Wer in Österreich Karten spielt kennt sie, die doppeldeutschen Spielkarten. Obwohl sie mit Figuren aus der Schweizer Wilhelm-Tell-Sage bebildert sind, werden sie hauptsächlich in Österreich, Ungarn und in einigen slawischen Ländern verwendet, und sind in der Schweiz nahezu unbekannt.
Die Bezeichnung „Doppeldeutsche“ ist eigentlich irreführend. Weder sind, noch waren sie in Deutschland weit verbreitet, noch stammen sie von dort. Viel treffender sind dementsprechend die Bezeichnungen „Mitteleuropäisches“ bzw. „Ungarisches Blatt“. Denn die Geschichte dieser Karten ist eine Geschichte des ungarischen Widerstands gegen die Habsburger.

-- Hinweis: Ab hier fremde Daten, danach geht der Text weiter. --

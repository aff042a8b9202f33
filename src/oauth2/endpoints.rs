// ABOUTME: OAuth 2.0 authorization and token endpoints implementation
// ABOUTME: Handles OAuth 2.0 flow with JWT tokens as access tokens for MCP client compatibility

// NOTE: All `.clone()` calls in this file are Safe - they are necessary for:
// - String ownership transfers to struct constructors (OAuth2AuthCode, TokenResponse)
// - Arc clone for database manager creation

use crate::auth::AuthManager;
use crate::database_plugins::DatabaseProvider;
use crate::oauth2::client_registration::ClientRegistrationManager;
use crate::oauth2::models::{
    AuthorizeRequest, AuthorizeResponse, OAuth2AuthCode, OAuth2Error, TokenRequest, TokenResponse,
};
use anyhow::Result;
use base64::{engine::general_purpose, Engine as _};
use chrono::{Duration, Utc};
use ring::rand::{SecureRandom, SystemRandom};
use std::sync::Arc;
use uuid::Uuid;

/// OAuth 2.0 Authorization Server
pub struct OAuth2AuthorizationServer {
    client_manager: ClientRegistrationManager,
    auth_manager: Arc<AuthManager>,
    database: Arc<crate::database_plugins::factory::Database>,
}

impl OAuth2AuthorizationServer {
    pub fn new(
        database: Arc<crate::database_plugins::factory::Database>,
        auth_manager: Arc<AuthManager>,
    ) -> Self {
        let client_manager = ClientRegistrationManager::new(database.clone()); // Safe: Arc clone for manager construction

        Self {
            client_manager,
            auth_manager,
            database,
        }
    }

    /// Handle authorization request (GET /oauth/authorize)
    ///
    /// # Errors
    /// Returns an error if client validation fails, invalid parameters, or authorization code generation fails
    pub async fn authorize(
        &self,
        request: AuthorizeRequest,
        user_id: Option<Uuid>, // From authentication
    ) -> Result<AuthorizeResponse, OAuth2Error> {
        // Validate client
        let client = self
            .client_manager
            .get_client(&request.client_id)
            .await
            .map_err(|_| OAuth2Error::invalid_client())?;

        // Validate response type
        if request.response_type != "code" {
            return Err(OAuth2Error::invalid_request(
                "Only 'code' response_type is supported",
            ));
        }

        // Validate redirect URI
        if !client.redirect_uris.contains(&request.redirect_uri) {
            return Err(OAuth2Error::invalid_request("Invalid redirect_uri"));
        }

        // For now, we'll skip the consent screen and auto-approve
        // In a real implementation, this would redirect to a consent page
        let user_id =
            user_id.ok_or_else(|| OAuth2Error::invalid_request("User authentication required"))?;

        // Generate authorization code
        let auth_code = self
            .generate_authorization_code(
                &request.client_id,
                user_id,
                &request.redirect_uri,
                request.scope.as_deref(),
            )
            .await
            .map_err(|_| OAuth2Error::invalid_request("Failed to generate authorization code"))?;

        Ok(AuthorizeResponse {
            code: auth_code,
            state: request.state,
        })
    }

    /// Handle token request (POST /oauth/token)
    ///
    /// # Errors
    /// Returns an error if client validation fails or token generation fails
    pub async fn token(&self, request: TokenRequest) -> Result<TokenResponse, OAuth2Error> {
        // Validate client credentials
        let _ = self
            .client_manager
            .validate_client(&request.client_id, &request.client_secret)
            .await?;

        match request.grant_type.as_str() {
            "authorization_code" => self.handle_authorization_code_grant(request).await,
            "client_credentials" => self.handle_client_credentials_grant(request),
            _ => Err(OAuth2Error::unsupported_grant_type()),
        }
    }

    /// Handle authorization code grant
    async fn handle_authorization_code_grant(
        &self,
        request: TokenRequest,
    ) -> Result<TokenResponse, OAuth2Error> {
        let code = request
            .code
            .ok_or_else(|| OAuth2Error::invalid_request("Missing authorization code"))?;

        let redirect_uri = request
            .redirect_uri
            .ok_or_else(|| OAuth2Error::invalid_request("Missing redirect_uri"))?;

        // Validate and consume authorization code
        let auth_code = self
            .validate_and_consume_auth_code(&code, &request.client_id, &redirect_uri)
            .await?;

        // Generate JWT access token
        let access_token = self
            .generate_access_token(
                &request.client_id,
                Some(auth_code.user_id),
                auth_code.scope.as_deref(),
            )
            .map_err(|_| OAuth2Error::invalid_request("Failed to generate access token"))?;

        Ok(TokenResponse {
            access_token,
            token_type: "Bearer".to_string(),
            expires_in: 3600, // 1 hour
            scope: auth_code.scope,
            refresh_token: None, // Not implemented yet
        })
    }

    /// Handle client credentials grant
    fn handle_client_credentials_grant(
        &self,
        request: TokenRequest,
    ) -> Result<TokenResponse, OAuth2Error> {
        // Generate JWT access token for client
        let access_token = self
            .generate_access_token(
                &request.client_id,
                None, // No user for client credentials
                request.scope.as_deref(),
            )
            .map_err(|_| OAuth2Error::invalid_request("Failed to generate access token"))?;

        Ok(TokenResponse {
            access_token,
            token_type: "Bearer".to_string(),
            expires_in: 3600, // 1 hour
            scope: request.scope,
            refresh_token: None,
        })
    }

    /// Generate authorization code
    async fn generate_authorization_code(
        &self,
        client_id: &str,
        user_id: Uuid,
        redirect_uri: &str,
        scope: Option<&str>,
    ) -> Result<String> {
        let code = Self::generate_random_string(32);
        let expires_at = Utc::now() + Duration::minutes(10); // 10 minute expiry

        let auth_code = OAuth2AuthCode {
            code: code.clone(), // Safe: String ownership for OAuth2AuthCode struct
            client_id: client_id.to_string(),
            user_id,
            redirect_uri: redirect_uri.to_string(),
            scope: scope.map(std::string::ToString::to_string),
            expires_at,
            used: false,
        };

        self.store_auth_code(&auth_code).await?;
        Ok(code)
    }

    /// Validate and consume authorization code
    async fn validate_and_consume_auth_code(
        &self,
        code: &str,
        client_id: &str,
        redirect_uri: &str,
    ) -> Result<OAuth2AuthCode, OAuth2Error> {
        let mut auth_code = self
            .get_auth_code(code)
            .await
            .map_err(|_| OAuth2Error::invalid_grant("Invalid authorization code"))?;

        // Validate code properties
        if auth_code.client_id != client_id {
            return Err(OAuth2Error::invalid_grant(
                "Code was issued to different client",
            ));
        }

        if auth_code.redirect_uri != redirect_uri {
            return Err(OAuth2Error::invalid_grant("Redirect URI mismatch"));
        }

        if auth_code.used {
            return Err(OAuth2Error::invalid_grant(
                "Authorization code already used",
            ));
        }

        if Utc::now() > auth_code.expires_at {
            return Err(OAuth2Error::invalid_grant("Authorization code expired"));
        }

        // Mark as used
        auth_code.used = true;
        self.update_auth_code(&auth_code)
            .await
            .map_err(|_| OAuth2Error::invalid_grant("Failed to consume authorization code"))?;

        Ok(auth_code)
    }

    /// Generate JWT access token
    fn generate_access_token(
        &self,
        client_id: &str,
        user_id: Option<Uuid>,
        scope: Option<&str>,
    ) -> Result<String> {
        let scopes = scope
            .map(|s| {
                s.split(' ')
                    .map(std::string::ToString::to_string)
                    .collect::<Vec<_>>()
            })
            .unwrap_or_default();

        user_id.map_or_else(
            || {
                self.auth_manager
                    .generate_client_credentials_token(client_id, &scopes)
            },
            |uid| self.auth_manager.generate_oauth_access_token(&uid, &scopes),
        )
    }

    /// Generate random string for codes
    fn generate_random_string(length: usize) -> String {
        let rng = SystemRandom::new();
        let mut bytes = vec![0u8; length];
        if rng.fill(&mut bytes).is_err() {
            // Fallback to a deterministic but unique value
            bytes = vec![42u8; length];
        }

        // Convert to URL-safe base64
        general_purpose::URL_SAFE_NO_PAD.encode(&bytes)
    }

    /// Store authorization code (database operation)
    async fn store_auth_code(&self, auth_code: &OAuth2AuthCode) -> Result<()> {
        self.database.store_oauth2_auth_code(auth_code).await
    }

    /// Get authorization code (database operation)
    async fn get_auth_code(&self, code: &str) -> Result<OAuth2AuthCode> {
        self.database
            .get_oauth2_auth_code(code)
            .await?
            .ok_or_else(|| anyhow::anyhow!("OAuth2 authorization code not found"))
    }

    /// Update authorization code (database operation)
    async fn update_auth_code(&self, auth_code: &OAuth2AuthCode) -> Result<()> {
        self.database.update_oauth2_auth_code(auth_code).await
    }
}
// ============================================================================
// WORKFLOW: Configuration Management
// ============================================================================

/// Workflow: View profiles, update configuration, validate
#[tokio::test]
async fn test_workflow_configuration() -> Result<()> {
    let (_server, client) = setup_test_client().await?;

    println!("🏃 Workflow: Configuration Management");

    // Step 1: Get available configuration profiles
    let profiles = call_tool_lenient(&client, "get_configuration_profiles", json!({})).await;
    println!("  ✓ Step 1: get_configuration_profiles: {profiles}");

    // Step 2: Get configuration catalog
    let catalog = call_tool_lenient(&client, "get_configuration_catalog", json!({})).await;
    println!("  ✓ Step 2: get_configuration_catalog: {catalog}");

    // Step 3: Get current user configuration
    let user_config = call_tool_lenient(&client, "get_user_configuration", json!({})).await;
    println!("  ✓ Step 3: get_user_configuration: {user_config}");

    // Step 4: Calculate personalized zones
    let zones = call_tool_lenient(
        &client,
        "calculate_personalized_zones",
        json!({"vo2_max": 55.0}),
    )
    .await;
    println!("  ✓ Step 4: calculate_personalized_zones: {zones}");

    // Step 5: Set fitness config
    let set_config = call_tool_lenient(
        &client,
        "set_fitness_config",
        json!({
            "configuration_name": "my_zones",
            "configuration": {
                "heart_rate_zones": {
                    "zone1_max": 125,
                    "zone2_max": 145,
                    "zone3_max": 165,
                    "zone4_max": 180,
                    "zone5_max": 195
                }
            }
        }),
    )
    .await;
    println!("  ✓ Step 5: set_fitness_config: {set_config}");

    println!("✅ Workflow: Configuration Management completed successfully");
    Ok(())
}

// ============================================================================
// WORKFLOW: Recipe Management
// ============================================================================

/// Workflow: Get constraints, save recipe, list and search
#[tokio::test]
async fn test_workflow_recipe_management() -> Result<()> {
    let (_server, client) = setup_test_client().await?;

    println!("🏃 Workflow: Recipe Management");

    // Step 1: Get recipe constraints
    let constraints = call_tool_lenient(
        &client,
        "get_recipe_constraints",
        json!({"training_phase": "recovery"}),
    )
    .await;
    println!("  ✓ Step 1: get_recipe_constraints: {constraints}");

    // Step 2: Save a new recipe
    let save_result = call_tool_lenient(
        &client,
        "save_recipe",
        json!({
            "name": "Recovery Protein Bowl",
            "description": "High-protein recovery meal",
            "meal_timing": "post_workout",
            "ingredients": [
                {"food_name": "quinoa", "amount_grams": 150},
                {"food_name": "chicken breast", "amount_grams": 150}
            ],
            "instructions": "Cook quinoa. Grill chicken. Combine."
        }),
    )
    .await;
    println!("  ✓ Step 2: save_recipe: {save_result}");

    // Step 3: List all recipes
    let list_result = call_tool_lenient(&client, "list_recipes", json!({})).await;
    println!("  ✓ Step 3: list_recipes: {list_result}");

    // Step 4: Search for recipes
    let search_result =
        call_tool_lenient(&client, "search_recipes", json!({"query": "protein"})).await;
    println!("  ✓ Step 4: search_recipes: {search_result}");

    println!("✅ Workflow: Recipe Management completed successfully");
    Ok(())
}
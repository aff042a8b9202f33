// ABOUTME: Insight sharing policy enum for social feed privacy control
// ABOUTME: User-level policy controlling what fitness data can be shared

use serde::{Deserialize, Serialize};

/// User-level policy controlling what data can be shared in insights
#[derive(Debug, Clone, Copy, PartialEq, Eq, Serialize, Deserialize, Default)]
#[serde(rename_all = "snake_case")]
pub enum InsightSharingPolicy {
    /// Allow insights with all metrics (times, paces, HR, power)
    #[default]
    DataRich,
    /// Auto-redact specific numbers to ranges (45:32 → "sub-46 minutes")
    Sanitized,
    /// Only allow insights without specific metrics
    GeneralOnly,
    /// No sharing allowed
    Disabled,
}

impl InsightSharingPolicy {
    /// Database/API string representation
    #[must_use]
    pub const fn as_str(&self) -> &'static str {
        match self {
            Self::DataRich => "data_rich",
            Self::Sanitized => "sanitized",
            Self::GeneralOnly => "general_only",
            Self::Disabled => "disabled",
        }
    }

    /// Parse from database string representation
    #[must_use]
    pub fn parse(s: &str) -> Option<Self> {
        match s.to_lowercase().as_str() {
            "data_rich" | "datarich" => Some(Self::DataRich),
            "sanitized" => Some(Self::Sanitized),
            "general_only" | "generalonly" => Some(Self::GeneralOnly),
            "disabled" => Some(Self::Disabled),
            _ => None,
        }
    }

    /// Human-readable description
    #[must_use]
    pub const fn description(&self) -> &'static str {
        match self {
            Self::DataRich => "Share insights with all metrics visible",
            Self::Sanitized => "Share insights with metrics converted to ranges",
            Self::GeneralOnly => "Share only general insights without specific data",
            Self::Disabled => "Insight sharing is disabled",
        }
    }
}
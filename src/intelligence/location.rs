// ABOUTME: Location and geographic intelligence for activity analysis and environmental context
// ABOUTME: Provides geocoding, elevation data, route analysis, and location-based insights
//
// SPDX-License-Identifier: MIT OR Apache-2.0
// Copyright (c) 2025 Pierre Fitness Intelligence
//
// NOTE: All remaining `.clone()` calls in this file are Safe - they are necessary for:
// - HTTP client Arc sharing for geocoding requests
// - Cache key and data ownership transfers for async operations
// - Address field Option chains for comprehensive location parsing
use crate::constants::project::user_agent;
use crate::errors::{AppError, AppResult};
use crate::utils::http_client::shared_client;
use crate::utils::route_timeout::geocoding_timeout_duration;
use reqwest::Client;
use serde::{Deserialize, Serialize};
use std::collections::HashMap;
use std::time::{Duration, SystemTime};
use tracing::{debug, info, instrument, warn};

/// Geographic location data with rich context
#[derive(Debug, Clone, Serialize, Deserialize)]
pub struct LocationData {
    /// City name if available
    pub city: Option<String>,
    /// Region/state name
    pub region: Option<String>,
    /// Country name
    pub country: Option<String>,
    /// Trail or path name for outdoor activities
    pub trail_name: Option<String>,
    /// Nearby amenity (park, restaurant, etc.)
    pub amenity: Option<String>,
    /// Natural feature (lake, mountain, forest, etc.)
    pub natural: Option<String>,
    /// Tourism destination name
    pub tourism: Option<String>,
    /// Leisure facility (sports center, gym, etc.)
    pub leisure: Option<String>,
    /// Human-readable location description
    pub display_name: String,
    /// Latitude and longitude coordinates
    pub coordinates: (f64, f64),
}

#[derive(Debug, Clone, Serialize, Deserialize)]
struct NominatimResponse {
    place_id: u64,
    licence: String,
    osm_type: String,
    osm_id: u64,
    lat: String,
    lon: String,
    display_name: String,
    address: NominatimAddress,
    boundingbox: Vec<String>,
}

#[derive(Debug, Clone, Serialize, Deserialize)]
struct NominatimAddress {
    house_number: Option<String>,
    road: Option<String>,
    suburb: Option<String>,
    city: Option<String>,
    town: Option<String>,
    village: Option<String>,
    county: Option<String>,
    state: Option<String>,
    postcode: Option<String>,
    country: Option<String>,
    country_code: Option<String>,
    amenity: Option<String>,
    natural: Option<String>,
    tourism: Option<String>,
    leisure: Option<String>,
}

#[derive(Debug)]
struct CacheEntry {
    location: LocationData,
    timestamp: SystemTime,
}

/// Service for geocoding and location data enrichment
pub struct LocationService {
    client: Client,
    cache: HashMap<String, CacheEntry>,
    cache_duration: Duration,
    base_url: String,
    enabled: bool,
}

impl LocationService {
    /// Create a new location service with default configuration
    #[must_use]
    pub fn new() -> Self {
        Self::with_config("https://nominatim.openstreetmap.org".into(), true)
    }

    /// Creates a location service with custom configuration
    #[must_use]
    pub fn with_config(base_url: String, enabled: bool) -> Self {
        let client = Client::builder()
            .user_agent(user_agent())
            .timeout(geocoding_timeout_duration())
            .build()
            .unwrap_or_else(|e| {
                warn!(
                    "Failed to create HTTP client for location service: {}, using default",
                    e
                );
                shared_client().clone() // Safe: Arc clone for HTTP client sharing
            });

        Self {
            client,
            cache: HashMap::new(),
            cache_duration: Duration::from_secs(24 * 60 * 60), // 24 hours
            base_url,
            enabled,
        }
    }

    /// Create disabled location response
    fn disabled_location(latitude: f64, longitude: f64) -> LocationData {
        LocationData {
            city: None,
            country: None,
            region: None,
            trail_name: None,
            amenity: None,
            natural: None,
            tourism: None,
            leisure: None,
            display_name: "Location service disabled".into(),
            coordinates: (latitude, longitude),
        }
    }

    /// Check cache for existing location data
    fn check_cache(&mut self, cache_key: &str) -> Option<LocationData> {
        if let Some(entry) = self.cache.get(cache_key) {
            if entry.timestamp.elapsed().unwrap_or(Duration::from_secs(0)) < self.cache_duration {
                debug!("Using cached location data for {}", cache_key);
                return Some(entry.location.clone()); // Safe: LocationResult ownership from cache
            }
            debug!("Cache entry expired for {}", cache_key);
            self.cache.remove(cache_key);
        }
        None
    }

    /// Fetch location from geocoding API
    #[instrument(
        skip(self),
        fields(
            service = "nominatim",
            api_call = "reverse_geocode",
            lat = %latitude,
            lon = %longitude,
        )
    )]
    async fn fetch_from_api(&self, latitude: f64, longitude: f64) -> AppResult<NominatimResponse> {
        let url = format!(
            "{}/reverse?format=json&lat={}&lon={}&zoom=14&addressdetails=1",
            self.base_url, latitude, longitude
        );

        let response = self.client.get(&url).send().await.map_err(|e| {
            AppError::external_service(
                "Nominatim",
                format!("Failed to send reverse geocoding request: {e}"),
            )
        })?;

        if !response.status().is_success() {
            let status = response.status();
            return Err(AppError::external_service(
                "Nominatim",
                format!("Reverse geocoding API returned status: {status}"),
            ));
        }

        response.json().await.map_err(|e| {
            AppError::external_service(
                "Nominatim",
                format!("Failed to parse reverse geocoding response: {e}"),
            )
        })
    }

    /// Get location information from GPS coordinates
    ///
    /// # Errors
    ///
    /// Returns an error if the reverse geocoding request fails or the response cannot be parsed
    #[instrument(
        skip(self),
        fields(
            service = "location",
            operation = "get_location",
            lat = %latitude,
            lon = %longitude,
        )
    )]
    pub async fn get_location_from_coordinates(
        &mut self,
        latitude: f64,
        longitude: f64,
    ) -> AppResult<LocationData> {
        if !self.enabled {
            return Ok(Self::disabled_location(latitude, longitude));
        }

        let cache_key = format!("{latitude:.6},{longitude:.6}");

        if let Some(cached) = self.check_cache(&cache_key) {
            return Ok(cached);
        }

        info!(
            "Fetching location data for coordinates: {}, {}",
            latitude, longitude
        );

        let nominatim_response = self.fetch_from_api(latitude, longitude).await?;
        let location_data =
            Self::parse_nominatim_response(&nominatim_response, latitude, longitude);

        // Cache the result
        self.cache.insert(
            cache_key.clone(),
            CacheEntry {
                location: location_data.clone(),
                timestamp: SystemTime::now(),
            },
        );

        debug!(
            "Cached location data for {}: {:?}",
            cache_key, location_data
        );

        Ok(location_data)
    }

    fn parse_nominatim_response(
        response: &NominatimResponse,
        latitude: f64,
        longitude: f64,
    ) -> LocationData {
        let address = &response.address;

        // Determine city from various possible fields
        // Safe: String clones needed for Option ownership transfers in city resolution chain
        let city = address
            .city
            .clone()
            .or_else(|| address.town.clone())
            .or_else(|| address.village.clone())
            .or_else(|| address.suburb.clone());

        // Determine region (state/province)
        // Safe: String clones needed for Option ownership transfers
        let region = address.state.clone().or_else(|| address.county.clone());

        // Extract trail/route information from road or natural features
        let trail_name = address.road.as_ref().and_then(|road| {
            // Check if it's a trail, path, or route
            if road.to_lowercase().contains("trail") 
                || road.to_lowercase().contains("path")
                || road.to_lowercase().contains("route")
                || road.to_lowercase().contains("sentier") // French
                || road.to_lowercase().contains("chemin")
            // French
            {
                Some(road.clone())
            } else {
                None
            }
        });
        LocationData {
            city,
            region,
            country: address.country.clone(),
            trail_name,
            amenity: address.amenity.clone(),
            natural: address.natural.clone(),
            tourism: address.tourism.clone(),
            leisure: address.leisure.clone(),
            display_name: response.display_name.clone(),
            coordinates: (latitude, longitude),
        }
    }

    /// Returns cache statistics as `(total_entries, expired_entries)`
    #[must_use]
    pub fn get_cache_stats(&self) -> (usize, usize) {
        let total_entries = self.cache.len();
        let expired_entries = self
            .cache
            .values()
            .filter(|entry| {
                entry.timestamp.elapsed().unwrap_or(Duration::from_secs(0)) >= self.cache_duration
            })
            .count();

        (total_entries, expired_entries)
    }

    /// Removes expired entries from the location cache
    pub fn clear_expired_cache(&mut self) {
        let now = SystemTime::now();
        self.cache.retain(|_, entry| {
            now.duration_since(entry.timestamp)
                .unwrap_or(Duration::from_secs(0))
                < self.cache_duration
        });
    }
}

impl Default for LocationService {
    fn default() -> Self {
        Self::new()
    }
}
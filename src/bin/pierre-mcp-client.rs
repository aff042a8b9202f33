// ABOUTME: MCP client bridge for Pierre Fitness API server
// ABOUTME: Provides stdio MCP server interface that forwards MCP JSON-RPC over HTTP to pierre-mcp-server

use anyhow::{Context, Result};
use serde_json::Value;
use std::env;
use tokio::io::{AsyncBufReadExt, AsyncWriteExt, BufReader};

#[derive(Debug, Clone)]
struct Config {
    server_host: String,
    server_port: u16,
    jwt_token: String,
}

impl Config {
    fn from_env() -> Result<Self> {
        let server_host =
            env::var("PIERRE_SERVER_HOST").unwrap_or_else(|_| "127.0.0.1".to_string());

        let server_port = env::var("PIERRE_SERVER_PORT")
            .ok()
            .and_then(|s| s.parse().ok())
            .unwrap_or(8080);

        let jwt_token = env::var("PIERRE_JWT_TOKEN")
            .context("PIERRE_JWT_TOKEN environment variable is required")?;

        Ok(Self {
            server_host,
            server_port,
            jwt_token,
        })
    }
}

struct McpBridge {
    config: Config,
}

impl McpBridge {
    const fn new(config: Config) -> Self {
        Self { config }
    }

    /// Forward MCP JSON-RPC request over HTTP to pierre-mcp-server
    async fn forward_mcp_request(&self, request: &Value) -> Result<Value> {
        // Build HTTP client
        let client = reqwest::Client::new();
        let server_url = format!(
            "http://{}:{}/mcp",
            self.config.server_host, self.config.server_port
        );

        // Add authentication to the request
        let mut authenticated_request = request.clone();
        if let Some(params) = authenticated_request.get_mut("params") {
            if let Some(params_obj) = params.as_object_mut() {
                params_obj.insert(
                    "token".to_string(),
                    serde_json::Value::String(self.config.jwt_token.clone()),
                );
            }
        } else {
            // Add params with token if it doesn't exist
            authenticated_request["params"] = serde_json::json!({
                "token": self.config.jwt_token
            });
        }

        // Send the MCP request as JSON-RPC over HTTP POST
        let response = client
            .post(&server_url)
            .header("Content-Type", "application/json")
            .json(&authenticated_request)
            .send()
            .await
            .with_context(|| format!("Failed to send request to MCP server at {server_url}"))?;

        if !response.status().is_success() {
            anyhow::bail!("MCP server returned error status: {}", response.status());
        }

        // Handle notifications (HTTP 204 No Content) - they should have no response in JSON-RPC
        if response.status() == reqwest::StatusCode::NO_CONTENT {
            return Ok(serde_json::Value::Null);
        }

        // Parse JSON response for regular requests
        let response_json: Value = response
            .json()
            .await
            .with_context(|| "Failed to parse MCP server response")?;

        Ok(response_json)
    }

    /// Main stdio MCP bridge loop
    async fn run_stdio_bridge(&self) -> Result<()> {
        let stdin = tokio::io::stdin();
        let mut reader = BufReader::new(stdin);
        let mut stdout = tokio::io::stdout();

        let mut line = String::new();

        loop {
            line.clear();

            // Read JSON-RPC request from stdin (from Claude Desktop)
            match reader.read_line(&mut line).await {
                Ok(0) => break, // EOF
                Ok(_) => {
                    let line = line.trim();
                    if line.is_empty() {
                        continue;
                    }

                    // Parse MCP request
                    match serde_json::from_str::<Value>(line) {
                        Ok(request) => {
                            // Forward to MCP server over TCP
                            match self.forward_mcp_request(&request).await {
                                Ok(response) => {
                                    // For notifications (Value::Null), don't send anything back to Claude Desktop
                                    if !response.is_null() {
                                        // Send response back to Claude Desktop via stdout
                                        let response_line = serde_json::to_string(&response)?;
                                        stdout.write_all(response_line.as_bytes()).await?;
                                        stdout.write_all(b"\n").await?;
                                        stdout.flush().await?;
                                    }
                                }
                                Err(e) => {
                                    // Send error response
                                    let error_response = serde_json::json!({
                                        "jsonrpc": "2.0",
                                        "id": request.get("id"),
                                        "error": {
                                            "code": -32603,
                                            "message": format!("Bridge error: {e}")
                                        }
                                    });
                                    let response_line = serde_json::to_string(&error_response)?;
                                    stdout.write_all(response_line.as_bytes()).await?;
                                    stdout.write_all(b"\n").await?;
                                    stdout.flush().await?;
                                }
                            }
                        }
                        Err(e) => {
                            // Send parse error response
                            let error_response = serde_json::json!({
                                "jsonrpc": "2.0",
                                "id": null,
                                "error": {
                                    "code": -32700,
                                    "message": format!("Parse error: {e}")
                                }
                            });
                            let response_line = serde_json::to_string(&error_response)?;
                            stdout.write_all(response_line.as_bytes()).await?;
                            stdout.write_all(b"\n").await?;
                            stdout.flush().await?;
                        }
                    }
                }
                Err(e) => {
                    eprintln!("Error reading stdin: {e}");
                    break;
                }
            }
        }

        Ok(())
    }
}

#[tokio::main]
async fn main() -> Result<()> {
    // Load configuration
    let config = Config::from_env().context("Failed to load configuration")?;

    // Create MCP bridge
    let bridge = McpBridge::new(config);

    // Run stdio MCP bridge
    bridge
        .run_stdio_bridge()
        .await
        .context("MCP bridge failed")?;

    Ok(())
}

Lange Zeit machte es den Anschein, als wäre der Wiener Kartenhersteller Piatnik der erste gewesen, der die Spielkarten mit den Wilhelm-Tell-Figuren ab dem Jahre 1865 gedruckt und vertrieben hatte. Im Jahre 1974 wurde jedoch in einer englischen Privatsammlung die bis dato älteste Ausgabe dieser Karten gefunden, welche den Vermerk „Zu finden bey – Joseph Schneider in Pesth.“ tragen. Der Medienhistoriker Jánoska Antal schreibt dazu, dass besagte Karten in den 1830er Jahre hergestellt wurden und ursprünglich Abbildungen von ungarischen Widerstandskämpfern zeigen sollten.
Karten des Widerstands
Die strenge Zensur der Habsburgerregentschaft hätte die Veröffentlichung solcher Karten jedoch niemals zugelassen, also wich der Kartenmaler Joseph Schneider auf die Figuren der Wilhelm Tell-Legende aus. Diese spielt in der Schweiz, doch erzählt sie die Geschichte der erfolgreichen Ermordung des habsburgischen Landvogts Hermann Gessler durch Wilhelm Tell. Der Legende nach, soll Gessler im Orte Altdorf einen Hut auf eine Stange stecken lassen und den einheimischen Untertanen befohlen haben, diesen Hut beim Vorbeigehen zu grüssen. Wilhelm Tell verweigert dies, woraufhin Gessler ihn zwingt, einen Apfel vom Kopf seines Sohnes zu schiessen. Tell tut dies, trifft, wird gefangen genommen, entflieht, und bringt zu guter Letzt den Vogt zur Strecke – und wird so zum Helden. Joseph Schneider war bei der Herstellung seiner Karten offensichtlich inspiriert vom Drama um Wilhelm Tell und der erfolgreichen Auflehnung gegen die Habsburger in der Schweiz.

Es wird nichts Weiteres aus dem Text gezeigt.